//! Recorded state of a stack
//!
//! What an engine remembers about the resources it applied. The in-memory
//! engine keeps one [`StackState`] per identity and compares it with the
//! program on every `up`.

use crate::engine::Outputs;
use chrono::{DateTime, Utc};
use serde::{Deserialize, Serialize};
use std::collections::BTreeMap;

/// Lifecycle state of a stack identity
#[derive(Debug, Clone, Copy, PartialEq, Eq, Serialize, Deserialize)]
#[serde(rename_all = "snake_case")]
pub enum StackStatus {
    /// No resources recorded
    Absent,
    /// Resources recorded, nothing running
    Active,
    /// An up/refresh/destroy is running
    OperationInFlight,
}

impl std::fmt::Display for StackStatus {
    fn fmt(&self, f: &mut std::fmt::Formatter<'_>) -> std::fmt::Result {
        match self {
            StackStatus::Absent => write!(f, "absent"),
            StackStatus::Active => write!(f, "active"),
            StackStatus::OperationInFlight => write!(f, "operation-in-flight"),
        }
    }
}

/// Resources and outputs recorded for one stack
#[derive(Debug, Clone, Serialize, Deserialize)]
pub struct StackState {
    /// Last modified timestamp
    pub updated_at: DateTime<Utc>,

    /// Resources indexed by logical name
    pub resources: BTreeMap<String, ResourceState>,

    /// Outputs from the last successful `up`
    pub outputs: Outputs,
}

impl Default for StackState {
    fn default() -> Self {
        Self {
            updated_at: Utc::now(),
            resources: BTreeMap::new(),
            outputs: Outputs::new(),
        }
    }
}

impl StackState {
    pub fn new() -> Self {
        Self::default()
    }

    pub fn is_empty(&self) -> bool {
        self.resources.is_empty()
    }

    /// Add or update a resource
    pub fn set_resource(&mut self, state: ResourceState) {
        self.resources.insert(state.name.clone(), state);
        self.updated_at = Utc::now();
    }

    /// Remove a resource
    pub fn remove_resource(&mut self, name: &str) -> Option<ResourceState> {
        let result = self.resources.remove(name);
        if result.is_some() {
            self.updated_at = Utc::now();
        }
        result
    }

    pub fn get_resource(&self, name: &str) -> Option<&ResourceState> {
        self.resources.get(name)
    }

    /// Resources newest first, the order they can safely be deleted in
    pub fn deletion_order(&self) -> Vec<&ResourceState> {
        let mut resources: Vec<&ResourceState> = self.resources.values().collect();
        resources.sort_by(|a, b| b.sequence.cmp(&a.sequence));
        resources
    }

    /// Next creation sequence number
    pub fn next_sequence(&self) -> u64 {
        self.resources
            .values()
            .map(|r| r.sequence + 1)
            .max()
            .unwrap_or(0)
    }
}

/// State of a single resource
#[derive(Debug, Clone, PartialEq, Serialize, Deserialize)]
pub struct ResourceState {
    /// Logical name
    pub name: String,

    /// Provider type token
    pub resource_type: String,

    /// Current status
    pub status: ResourceStatus,

    /// Unresolved inputs the resource was applied with
    pub inputs: serde_json::Value,

    /// Resolved attributes (id, arn, endpoints, ...)
    pub attributes: BTreeMap<String, serde_json::Value>,

    /// Creation order within the stack
    pub sequence: u64,

    /// When the resource was created
    pub created_at: DateTime<Utc>,

    /// Last update timestamp
    pub updated_at: DateTime<Utc>,
}

impl ResourceState {
    pub fn new(name: impl Into<String>, resource_type: impl Into<String>) -> Self {
        let now = Utc::now();
        Self {
            name: name.into(),
            resource_type: resource_type.into(),
            status: ResourceStatus::Creating,
            inputs: serde_json::Value::Null,
            attributes: BTreeMap::new(),
            sequence: 0,
            created_at: now,
            updated_at: now,
        }
    }

    pub fn with_status(mut self, status: ResourceStatus) -> Self {
        self.status = status;
        self
    }

    pub fn with_inputs(mut self, inputs: serde_json::Value) -> Self {
        self.inputs = inputs;
        self
    }

    pub fn with_sequence(mut self, sequence: u64) -> Self {
        self.sequence = sequence;
        self
    }

    pub fn with_attribute(mut self, key: impl Into<String>, value: serde_json::Value) -> Self {
        self.attributes.insert(key.into(), value);
        self
    }

    pub fn set_attribute(&mut self, key: impl Into<String>, value: serde_json::Value) {
        self.attributes.insert(key.into(), value);
        self.updated_at = Utc::now();
    }

    pub fn get_attribute<T: serde::de::DeserializeOwned>(&self, key: &str) -> Option<T> {
        self.attributes
            .get(key)
            .and_then(|v| serde_json::from_value(v.clone()).ok())
    }
}

/// Status of a resource
#[derive(Debug, Clone, Copy, PartialEq, Eq, Serialize, Deserialize)]
#[serde(rename_all = "snake_case")]
pub enum ResourceStatus {
    /// Resource is being created
    Creating,
    /// Resource exists and matches its inputs
    Ready,
    /// Resource is being deleted
    Deleting,
}

impl std::fmt::Display for ResourceStatus {
    fn fmt(&self, f: &mut std::fmt::Formatter<'_>) -> std::fmt::Result {
        match self {
            ResourceStatus::Creating => write!(f, "creating"),
            ResourceStatus::Ready => write!(f, "ready"),
            ResourceStatus::Deleting => write!(f, "deleting"),
        }
    }
}
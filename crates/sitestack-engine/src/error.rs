//! Provisioning engine error types

use crate::graph::GraphError;
use thiserror::Error;

/// Provisioning engine errors
#[derive(Error, Debug)]
pub enum EngineError {
    #[error("stack not found: {0}")]
    StackNotFound(String),

    #[error("resource conflict: {0}")]
    ResourceConflict(String),

    #[error("provider rejected the operation: {0}")]
    ProviderRejected(String),

    #[error("concurrent update: {0}")]
    ConcurrentUpdate(String),

    #[error("{0}")]
    NoOperationInProgress(String),

    #[error("operation canceled: {0}")]
    Canceled(String),

    #[error("{0} not found. Please install it and make sure it is on PATH")]
    CommandNotFound(String),

    #[error("command execution failed: {0}")]
    CommandFailed(String),

    #[error("state error: {0}")]
    StateError(String),

    #[error(transparent)]
    Graph(#[from] GraphError),

    #[error("IO error: {0}")]
    Io(#[from] std::io::Error),

    #[error("JSON error: {0}")]
    Json(#[from] serde_json::Error),

    #[error("YAML error: {0}")]
    Yaml(#[from] serde_yaml::Error),
}

impl EngineError {
    /// Another operation holds the stack, or the declared graph clashes with
    /// what the stack already records.
    pub fn is_conflict(&self) -> bool {
        matches!(
            self,
            EngineError::ConcurrentUpdate(_) | EngineError::ResourceConflict(_)
        )
    }

    /// The engine itself could not be reached or started.
    pub fn is_unavailable(&self) -> bool {
        matches!(self, EngineError::CommandNotFound(_) | EngineError::Io(_))
    }
}

pub type Result<T> = std::result::Result<T, EngineError>;
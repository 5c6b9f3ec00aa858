//! Static website resource graph
//!
//! A pure mapping from a [`ResourceSpec`] to the [`ResourceGraph`] handed to
//! the provisioning engine:
//!
//! ```text
//! site-bucket ──► index
//!     │
//!     ├─────────► public-access-block
//!     │                   │ depends_on
//!     └─────────► bucketPolicy
//! ```

use crate::spec::ResourceSpec;
use serde_json::json;
use sitestack_engine::{GraphError, Resource, ResourceGraph, escape_literal, reference};

/// Logical name of the bucket resource
pub const BUCKET: &str = "site-bucket";
/// Logical name of the index object
pub const INDEX: &str = "index";
/// Logical name of the public access exception
pub const ACCESS_BLOCK: &str = "public-access-block";
/// Logical name of the bucket policy
pub const POLICY: &str = "bucketPolicy";

/// Output holding the website endpoint
pub const WEBSITE_URL_OUTPUT: &str = "websiteUrl";

pub const INDEX_DOCUMENT: &str = "index.html";
const INDEX_CONTENT_TYPE: &str = "text/html; charset=utf-8";

/// Index page embedding the caller's message as-is
pub fn index_html(message: &str) -> String {
    format!(
        r#"<html><head>
  <title>S3 Automation</title><meta charset="UTF-8">
 </head>
 <body><p>Hello, thanks for being part of this!</p><p>Made with ❤️ with <a href="https://pulumi.com">Pulumi</a></p><p>Your custom message is = {} </p>
 </body></html>
"#,
        message
    )
}

/// Public read policy for every object in the bucket
fn public_read_policy(bucket: &Resource) -> String {
    json!({
        "Version": "2012-10-17",
        "Statement": [{
            "Effect": "Allow",
            "Principal": "*",
            "Action": ["s3:GetObject"],
            "Resource": [format!("arn:aws:s3:::{}/*", bucket.reference("id"))],
        }],
    })
    .to_string()
}

/// Declare the bucket website for `spec`
pub fn bucket_website(spec: &ResourceSpec) -> Result<ResourceGraph, GraphError> {
    let bucket = Resource::new(
        BUCKET,
        "aws:s3:Bucket",
        json!({
            "bucket": spec.bucket_name,
            "website": { "indexDocument": INDEX_DOCUMENT },
        }),
    );

    let index = Resource::new(
        INDEX,
        "aws:s3:BucketObject",
        json!({
            "bucket": bucket.reference("id"),
            "key": INDEX_DOCUMENT,
            "content": escape_literal(&index_html(&spec.custom_message)),
            "contentType": INDEX_CONTENT_TYPE,
        }),
    );

    let access_block = Resource::new(
        ACCESS_BLOCK,
        "aws:s3:BucketPublicAccessBlock",
        json!({
            "bucket": bucket.reference("id"),
            "blockPublicAcls": false,
        }),
    );

    let policy = Resource::new(
        POLICY,
        "aws:s3:BucketPolicy",
        json!({
            "bucket": bucket.reference("id"),
            "policy": public_read_policy(&bucket),
        }),
    )
    .depends_on(&access_block);

    let mut graph = ResourceGraph::new();
    graph.add(bucket)?;
    graph.add(index)?;
    graph.add(access_block)?;
    graph.add(policy)?;
    graph.export(WEBSITE_URL_OUTPUT, reference(BUCKET, "websiteEndpoint"));
    graph.validate()?;
    Ok(graph)
}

> **TRY IT**
Restate the entries above word for word, beginning with their first line and ending with the line holding "pub struct StackState"; omit everything else.

> **WRITTEN SOLUTION**
//! Recorded state of a stack
//!
//! What an engine remembers about the resources it applied. The in-memory
//! engine keeps one [`StackState`] per identity and compares it with the
//! program on every `up`.

use crate::engine::Outputs;
use chrono::{DateTime, Utc};
use serde::{Deserialize, Serialize};
use std::collections::BTreeMap;

/// Lifecycle state of a stack identity
#[derive(Debug, Clone, Copy, PartialEq, Eq, Serialize, Deserialize)]
#[serde(rename_all = "snake_case")]
pub enum StackStatus {
    /// No resources recorded
    Absent,
    /// Resources recorded, nothing running
    Active,
    /// An up/refresh/destroy is running
    OperationInFlight,
}

impl std::fmt::Display for StackStatus {
    fn fmt(&self, f: &mut std::fmt::Formatter<'_>) -> std::fmt::Result {
        match self {
            StackStatus::Absent => write!(f, "absent"),
            StackStatus::Active => write!(f, "active"),
            StackStatus::OperationInFlight => write!(f, "operation-in-flight"),
        }
    }
}

/// Resources and outputs recorded for one stack
#[derive(Debug, Clone, Serialize, Deserialize)]
pub struct StackState {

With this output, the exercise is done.